Inwazja pasożytów i rekordowe temperatury w morzu
Jedną z głównych przyczyn rekordowej ilości pasożytów jest wyjątkowo wysoka temperatura morza, która przyspiesza cykl rozwojowy wszy i zwiększa ich zdolność do infekowania ryb. Na głębokości 3-4 metrów w wielu farmach temperatura wody jest obecnie o 3-4 stopnie Celsjusza wyższa od średniej z ostatnich lat.
– „Choć wszy morskie występują naturalnie, to większość obecnych pasożytów pochodzi właśnie z farm hodowlanych. W sprzyjających warunkach może to oznaczać miliony larw na pojedynczej fermie” – zaznacza w rozmowie z fishfarming.com Anne Sandvik z Instytutu Badań Morskich . Z tego względu naukowcy obawiają się, że ryby migrujące, np. pstrąg morski, będą szczególnie narażone na zakażenie i mogą masowo ginąć.

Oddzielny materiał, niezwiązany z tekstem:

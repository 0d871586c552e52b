use std::cmp::Ordering;
use std::collections::{BTreeMap, HashMap};

use crate::clustering::domain::identity::IdentityId;

/// Disjoint sets of identity ids, joined by pairwise links.
///
/// Every set is rooted at its lowest id, so [`IdentityLinks::groups`] comes
/// out ordered without a second sort.
pub struct IdentityLinks {
    ids: Vec<IdentityId>,
    position: HashMap<IdentityId, usize>,
    parent: Vec<usize>,
}

impl IdentityLinks {
    pub fn new(ids: impl IntoIterator<Item = IdentityId>) -> Self {
        let mut ids: Vec<IdentityId> = ids.into_iter().collect();
        ids.sort_unstable();
        ids.dedup();
        let position = ids.iter().enumerate().map(|(pos, &id)| (id, pos)).collect();
        let parent = (0..ids.len()).collect();
        Self {
            ids,
            position,
            parent,
        }
    }

    /// Path-halving lookup of the set root.
    fn root(&mut self, mut pos: usize) -> usize {
        while self.parent[pos] != pos {
            self.parent[pos] = self.parent[self.parent[pos]];
            pos = self.parent[pos];
        }
        pos
    }

    /// Puts `a` and `b` in the same group. Ids not given to `new` are ignored.
    pub fn link(&mut self, a: IdentityId, b: IdentityId) {
        let (Some(&pa), Some(&pb)) = (self.position.get(&a), self.position.get(&b)) else {
            return;
        };
        let (ra, rb) = (self.root(pa), self.root(pb));
        // Positions follow id order, so the lower root keeps the lower id.
        match ra.cmp(&rb) {
            Ordering::Less => self.parent[rb] = ra,
            Ordering::Greater => self.parent[ra] = rb,
            Ordering::Equal => {}
        }
    }

    /// Groups of two or more ids, each ascending, ordered by lowest id.
    pub fn groups(mut self) -> Vec<Vec<IdentityId>> {
        let mut groups: BTreeMap<usize, Vec<IdentityId>> = BTreeMap::new();
        for pos in 0..self.ids.len() {
            let root = self.root(pos);
            groups.entry(root).or_default().push(self.ids[pos]);
        }
        groups.into_values().filter(|group| group.len() > 1).collect()
    }
}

W południowej części Norwegii sytuacja jest bardziej stabilna, bo temperatury utrzymywały się na poziomie zbliżonym do średniej z ostatnich lat. Niemniej jednak eksperci prognozują, że przy dalszym wzroście średnich rocznych temperatur problem rozprzestrzeniania się wszy może tylko narastać, obejmując kolejne obszary hodowlane.